(Collected data)
--------------------
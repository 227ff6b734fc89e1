//! Transport helpers shared by the listeners and the upstream
//! exchange.

use bytes::BytesMut;
use std::io;
use std::net::SocketAddr;
use tokio::io::{AsyncReadExt, AsyncWriteExt};
use tokio::net::{TcpStream, UdpSocket};

/// The biggest payload a plain UDP response can carry.
pub const UDP_PAYLOAD_LIMIT: usize = 512;

/// Read a DNS message from a TCP stream.
///
/// A DNS TCP message differs from a UDP one only in carrying a
/// big-endian u16 length prefix, so the whole message can be read
/// before parsing begins.
pub async fn read_tcp_bytes(stream: &mut TcpStream) -> Result<BytesMut, TcpError> {
    match stream.read_u16().await {
        Ok(size) => {
            let expected = size as usize;
            let mut bytes = BytesMut::with_capacity(expected);
            while bytes.len() < expected {
                match stream.read_buf(&mut bytes).await {
                    Ok(0) if bytes.len() < expected => {
                        return Err(TcpError::TooShort {
                            id: id_prefix(&bytes),
                            expected,
                            actual: bytes.len(),
                        });
                    }
                    Err(error) => {
                        return Err(TcpError::IO {
                            id: id_prefix(&bytes),
                            error,
                        });
                    }
                    _ => (),
                }
            }
            Ok(bytes)
        }
        Err(error) => Err(TcpError::IO { id: None, error }),
    }
}

fn id_prefix(bytes: &BytesMut) -> Option<u16> {
    if bytes.len() >= 2 {
        Some(u16::from_be_bytes([bytes[0], bytes[1]]))
    } else {
        None
    }
}

/// An error that can occur when reading a DNS TCP message.
#[derive(Debug)]
pub enum TcpError {
    TooShort {
        id: Option<u16>,
        expected: usize,
        actual: usize,
    },
    IO {
        id: Option<u16>,
        error: io::Error,
    },
}

impl TcpError {
    pub fn id(&self) -> Option<u16> {
        match self {
            TcpError::TooShort { id, .. } | TcpError::IO { id, .. } => *id,
        }
    }
}

/// Write a serialised message to a connected UDP socket.  This sets or
/// clears the TC flag as appropriate.
pub async fn send_udp_bytes(sock: &UdpSocket, bytes: &mut [u8]) -> Result<(), io::Error> {
    if bytes.len() > UDP_PAYLOAD_LIMIT {
        bytes[2] |= 0b0000_0010;
        sock.send(&bytes[..UDP_PAYLOAD_LIMIT]).await?;
    } else {
        bytes[2] &= 0b1111_1101;
        sock.send(bytes).await?;
    }

    Ok(())
}

/// Like `send_udp_bytes` but sends to the given address.
pub async fn send_udp_bytes_to(
    sock: &UdpSocket,
    target: SocketAddr,
    bytes: &mut [u8],
) -> Result<(), io::Error> {
    if bytes.len() > UDP_PAYLOAD_LIMIT {
        bytes[2] |= 0b0000_0010;
        sock.send_to(&bytes[..UDP_PAYLOAD_LIMIT], target).await?;
    } else {
        bytes[2] &= 0b1111_1101;
        sock.send_to(bytes, target).await?;
    }

    Ok(())
}

/// Write a serialised message to a TCP stream, with the two-octet
/// length prefix.  Messages too big for the prefix are truncated and
/// flagged TC.
pub async fn send_tcp_bytes(stream: &mut TcpStream, bytes: &mut [u8]) -> Result<(), io::Error> {
    let len = if let Ok(len) = u16::try_from(bytes.len()) {
        bytes[2] &= 0b1111_1101;
        len
    } else {
        bytes[2] |= 0b0000_0010;
        u16::MAX
    };

    stream.write_all(&len.to_be_bytes()).await?;
    stream.write_all(&bytes[..(len as usize)]).await?;

    Ok(())
}
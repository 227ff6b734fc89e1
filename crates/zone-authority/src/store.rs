//! Read access to the zone and record tables.
//!
//! The query plane never writes records: the management API owns the
//! schema, and this module reads only the columns the resolver needs.
//! The one exception is flipping a zone active once its delegation
//! checks out, which the activation checker does through the same
//! interface.

use async_trait::async_trait;
use chrono::{DateTime, Utc};
use sqlx::postgres::PgPool;
use thiserror::Error;

/// An administrative slice of the namespace: one registrable domain,
/// owned by one tenant.
#[derive(Debug, Clone, Eq, PartialEq, sqlx::FromRow)]
pub struct Zone {
    pub id: String,
    pub user_id: String,
    /// The registrable domain: lowercase ASCII, no trailing dot.
    pub zone_name: String,
    /// Only active zones are queryable.  Zones are created inactive
    /// and flipped by the activation checker.
    pub is_active: bool,
    pub created_at: DateTime<Utc>,
    pub updated_at: DateTime<Utc>,
}

/// A single record row.  `zone_name` is denormalised onto the record
/// so a zone's records can be fetched without a join.
#[derive(Debug, Clone, Eq, PartialEq, sqlx::FromRow)]
pub struct ZoneRecord {
    pub id: String,
    pub user_id: String,
    pub zone_id: String,
    pub zone_name: String,
    /// The fully qualified owner name: lowercase ASCII, no trailing
    /// dot, always a descendant of (or equal to) `zone_name`.
    pub name: String,
    /// The record type as a string ("A", "CNAME", ...).
    #[sqlx(rename = "type")]
    pub record_type: String,
    /// Textual RDATA: an IPv4 literal for A, a target name for CNAME.
    pub content: String,
    pub ttl: i32,
    /// Relative share for weighted selection.  Zero means "no
    /// preference".
    pub weight: i32,
    pub created_at: DateTime<Utc>,
    pub updated_at: DateTime<Utc>,
}

#[derive(Debug, Error)]
pub enum StoreError {
    #[error("store query failed: {0}")]
    Query(#[from] sqlx::Error),
}

/// The store operations the query plane needs.  A trait so the cache,
/// filter, and checkers can be exercised against an in-memory double.
#[async_trait]
pub trait ZoneStore: Send + Sync {
    /// All records belonging to an active zone, in insertion order.
    async fn records_for_zone(&self, zone_name: &str) -> Result<Vec<ZoneRecord>, StoreError>;

    /// The names of every active zone, for filter builds.
    async fn active_zone_names(&self) -> Result<Vec<String>, StoreError>;

    /// Every zone still waiting on delegation.
    async fn inactive_zones(&self) -> Result<Vec<Zone>, StoreError>;

    /// Mark a zone active.
    async fn activate_zone(&self, zone_id: &str) -> Result<(), StoreError>;
}

/// The production store, backed by Postgres.
#[derive(Debug, Clone)]
pub struct PgZoneStore {
    pool: PgPool,
}

impl PgZoneStore {
    pub fn new(pool: PgPool) -> Self {
        Self { pool }
    }
}

#[async_trait]
impl ZoneStore for PgZoneStore {
    async fn records_for_zone(&self, zone_name: &str) -> Result<Vec<ZoneRecord>, StoreError> {
        let records = sqlx::query_as::<_, ZoneRecord>(
            r#"SELECT id, user_id, zone_id, zone_name, name, type, content, ttl, weight,
                      created_at, updated_at
               FROM dns_records
               WHERE zone_name = $1
               ORDER BY created_at"#,
        )
        .bind(zone_name)
        .fetch_all(&self.pool)
        .await?;

        Ok(records)
    }

    async fn active_zone_names(&self) -> Result<Vec<String>, StoreError> {
        let names = sqlx::query_scalar::<_, String>(
            "SELECT zone_name FROM zones WHERE is_active = TRUE",
        )
        .fetch_all(&self.pool)
        .await?;

        Ok(names)
    }

    async fn inactive_zones(&self) -> Result<Vec<Zone>, StoreError> {
        let zones = sqlx::query_as::<_, Zone>(
            r#"SELECT id, user_id, zone_name, is_active, created_at, updated_at
               FROM zones
               WHERE is_active = FALSE"#,
        )
        .fetch_all(&self.pool)
        .await?;

        Ok(zones)
    }

    async fn activate_zone(&self, zone_id: &str) -> Result<(), StoreError> {
        sqlx::query("UPDATE zones SET is_active = TRUE, updated_at = NOW() WHERE id = $1")
            .bind(zone_id)
            .execute(&self.pool)
            .await?;

        Ok(())
    }
}
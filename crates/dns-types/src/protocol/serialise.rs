//! Serialisation of DNS messages to the wire format.  See the `types`
//! module for details of the format.

use bytes::{BufMut, BytesMut};
use std::collections::HashMap;

use crate::protocol::types::*;

impl Message {
    /// # Errors
    ///
    /// If the message is invalid (the `Message` type permits more
    /// states than the wire format allows).
    pub fn to_octets(&self) -> Result<BytesMut, Error> {
        let mut buffer = WritableBuffer::default();
        self.serialise(&mut buffer)?;
        Ok(buffer.octets)
    }

    pub fn serialise(&self, buffer: &mut WritableBuffer) -> Result<(), Error> {
        let qdcount = usize_to_u16(self.questions.len())?;
        let ancount = usize_to_u16(self.answers.len())?;
        let nscount = usize_to_u16(self.authority.len())?;
        let arcount = usize_to_u16(self.additional.len())?;

        self.header.serialise(buffer);
        buffer.write_u16(qdcount);
        buffer.write_u16(ancount);
        buffer.write_u16(nscount);
        buffer.write_u16(arcount);

        for question in &self.questions {
            question.serialise(buffer);
        }
        for rr in &self.answers {
            rr.serialise(buffer)?;
        }
        for rr in &self.authority {
            rr.serialise(buffer)?;
        }
        for rr in &self.additional {
            rr.serialise(buffer)?;
        }

        Ok(())
    }
}

impl Header {
    pub fn serialise(&self, buffer: &mut WritableBuffer) {
        // octet 1
        let flag_qr = if self.is_response { HEADER_MASK_QR } else { 0 };
        let field_opcode = HEADER_MASK_OPCODE & (u8::from(self.opcode) << HEADER_OFFSET_OPCODE);
        let flag_aa = if self.is_authoritative {
            HEADER_MASK_AA
        } else {
            0
        };
        let flag_tc = if self.is_truncated { HEADER_MASK_TC } else { 0 };
        let flag_rd = if self.recursion_desired {
            HEADER_MASK_RD
        } else {
            0
        };
        // octet 2
        let flag_ra = if self.recursion_available {
            HEADER_MASK_RA
        } else {
            0
        };
        let field_rcode = HEADER_MASK_RCODE & u8::from(self.rcode);

        buffer.write_u16(self.id);
        buffer.write_u8(flag_qr | field_opcode | flag_aa | flag_tc | flag_rd);
        buffer.write_u8(flag_ra | field_rcode);
    }
}

impl Question {
    pub fn serialise(&self, buffer: &mut WritableBuffer) {
        self.name.serialise(buffer, true);
        buffer.write_u16(self.qtype.into());
        buffer.write_u16(self.qclass.into());
    }
}

impl ResourceRecord {
    /// # Errors
    ///
    /// If the RDATA is too long, or a character string in it is.
    pub fn serialise(&self, buffer: &mut WritableBuffer) -> Result<(), Error> {
        self.name.serialise(buffer, true);
        buffer.write_u16(self.rdata.rtype().into());
        buffer.write_u16(self.rclass.into());
        buffer.write_u32(self.ttl);

        // filled in below
        let rdlength_index = buffer.index();
        buffer.write_u16(0);

        match &self.rdata {
            Rdata::A { address } => buffer.write_octets(&address.octets()),
            Rdata::NS { nsdname } => nsdname.serialise(buffer, false),
            Rdata::CNAME { cname } => cname.serialise(buffer, false),
            Rdata::SOA {
                mname,
                rname,
                serial,
                refresh,
                retry,
                expire,
                minimum,
            } => {
                mname.serialise(buffer, false);
                rname.serialise(buffer, false);
                buffer.write_u32(*serial);
                buffer.write_u32(*refresh);
                buffer.write_u32(*retry);
                buffer.write_u32(*expire);
                buffer.write_u32(*minimum);
            }
            Rdata::TXT { strings } => {
                for string in strings {
                    buffer.write_charstring(string)?;
                }
            }
            Rdata::CAA { flags, tag, value } => {
                buffer.write_u8(*flags);
                buffer.write_charstring(tag)?;
                buffer.write_octets(value);
            }
            Rdata::Unknown { octets, .. } => buffer.write_octets(octets),
        }

        // -2 so we don't also include the 2 octets for the rdlength
        let rdlength = usize_to_u16(buffer.index() - rdlength_index - 2)?;
        let [hi, lo] = rdlength.to_be_bytes();
        buffer.octets[rdlength_index] = hi;
        buffer.octets[rdlength_index + 1] = lo;

        Ok(())
    }
}

impl DomainName {
    pub fn serialise(&self, buffer: &mut WritableBuffer, compress: bool) {
        if compress {
            if let Some(ptr) = buffer.name_pointer(self) {
                buffer.write_u16(ptr);
                return;
            }
        }

        buffer.memoise_name(self);
        for label in &self.labels {
            buffer.write_u8(label.len());
            buffer.write_octets(label.octets());
        }
    }
}

/// Errors encountered when serialising a message.
#[derive(Debug, Copy, Clone, Eq, PartialEq, Hash)]
pub enum Error {
    /// A counter does not fit in the desired width.
    CounterTooLarge { counter: usize, bits: u32 },

    /// A character string is longer than 255 octets.
    CharstringTooLong { length: usize },
}

impl std::fmt::Display for Error {
    fn fmt(&self, f: &mut std::fmt::Formatter) -> std::fmt::Result {
        match self {
            Error::CounterTooLarge { counter, bits } => {
                write!(f, "'{counter}' cannot be converted to a u{bits}")
            }
            Error::CharstringTooLong { length } => {
                write!(f, "character string of {length} octets does not fit in 255")
            }
        }
    }
}

impl std::error::Error for Error {}

/// A buffer which can be written to, for serialisation purposes.
pub struct WritableBuffer {
    pub octets: BytesMut,
    name_pointers: HashMap<DomainName, u16>,
}

impl Default for WritableBuffer {
    fn default() -> Self {
        Self {
            octets: BytesMut::with_capacity(512),
            name_pointers: HashMap::new(),
        }
    }
}

impl WritableBuffer {
    pub fn index(&self) -> usize {
        self.octets.len()
    }

    pub fn memoise_name(&mut self, name: &DomainName) {
        if !name.is_root() && !self.name_pointers.contains_key(name) {
            if let Ok(index) = u16::try_from(self.index()) {
                let [hi, lo] = index.to_be_bytes();
                self.name_pointers
                    .insert(name.clone(), u16::from_be_bytes([hi | 0b1100_0000, lo]));
            }
        }
    }

    pub fn name_pointer(&self, name: &DomainName) -> Option<u16> {
        self.name_pointers.get(name).copied()
    }

    pub fn write_u8(&mut self, octet: u8) {
        self.octets.put_u8(octet);
    }

    pub fn write_u16(&mut self, value: u16) {
        self.write_octets(&value.to_be_bytes());
    }

    pub fn write_u32(&mut self, value: u32) {
        self.write_octets(&value.to_be_bytes());
    }

    pub fn write_octets(&mut self, octets: &[u8]) {
        self.octets.put_slice(octets);
    }

    /// Write a length-prefixed character string.
    pub fn write_charstring(&mut self, octets: &[u8]) -> Result<(), Error> {
        if octets.len() > CHARSTRING_MAX_LEN {
            return Err(Error::CharstringTooLong {
                length: octets.len(),
            });
        }

        // cast is fine following the length check
        #[allow(clippy::cast_possible_truncation)]
        self.write_u8(octets.len() as u8);
        self.write_octets(octets);
        Ok(())
    }
}

/// Helper function to convert a `usize` into a `u16` (or return an error).
fn usize_to_u16(counter: usize) -> Result<u16, Error> {
    u16::try_from(counter).map_err(|_| Error::CounterTooLarge {
        counter,
        bits: u16::BITS,
    })
}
--------------------
--- Try it ---
With the first line being the one containing "use std::net::SocketAddr;" and the last line the one containing "sock.send(&bytes[..UDP_PAYLOAD_LIMIT]).await?;", transcribe exactly the lines above that fall in that range.

--- Task result ---
use std::net::SocketAddr;
use tokio::io::{AsyncReadExt, AsyncWriteExt};
use tokio::net::{TcpStream, UdpSocket};

/// The biggest payload a plain UDP response can carry.
pub const UDP_PAYLOAD_LIMIT: usize = 512;

/// Read a DNS message from a TCP stream.
///
/// A DNS TCP message differs from a UDP one only in carrying a
/// big-endian u16 length prefix, so the whole message can be read
/// before parsing begins.
pub async fn read_tcp_bytes(stream: &mut TcpStream) -> Result<BytesMut, TcpError> {
    match stream.read_u16().await {
        Ok(size) => {
            let expected = size as usize;
            let mut bytes = BytesMut::with_capacity(expected);
            while bytes.len() < expected {
                match stream.read_buf(&mut bytes).await {
                    Ok(0) if bytes.len() < expected => {
                        return Err(TcpError::TooShort {
                            id: id_prefix(&bytes),
                            expected,
                            actual: bytes.len(),
                        });
                    }
                    Err(error) => {
                        return Err(TcpError::IO {
                            id: id_prefix(&bytes),
                            error,
                        });
                    }
                    _ => (),
                }
            }
            Ok(bytes)
        }
        Err(error) => Err(TcpError::IO { id: None, error }),
    }
}

fn id_prefix(bytes: &BytesMut) -> Option<u16> {
    if bytes.len() >= 2 {
        Some(u16::from_be_bytes([bytes[0], bytes[1]]))
    } else {
        None
    }
}

/// An error that can occur when reading a DNS TCP message.
#[derive(Debug)]
pub enum TcpError {
    TooShort {
        id: Option<u16>,
        expected: usize,
        actual: usize,
    },
    IO {
        id: Option<u16>,
        error: io::Error,
    },
}

impl TcpError {
    pub fn id(&self) -> Option<u16> {
        match self {
            TcpError::TooShort { id, .. } | TcpError::IO { id, .. } => *id,
        }
    }
}

/// Write a serialised message to a connected UDP socket.  This sets or
/// clears the TC flag as appropriate.
pub async fn send_udp_bytes(sock: &UdpSocket, bytes: &mut [u8]) -> Result<(), io::Error> {
    if bytes.len() > UDP_PAYLOAD_LIMIT {
        bytes[2] |= 0b0000_0010;
        sock.send(&bytes[..UDP_PAYLOAD_LIMIT]).await?;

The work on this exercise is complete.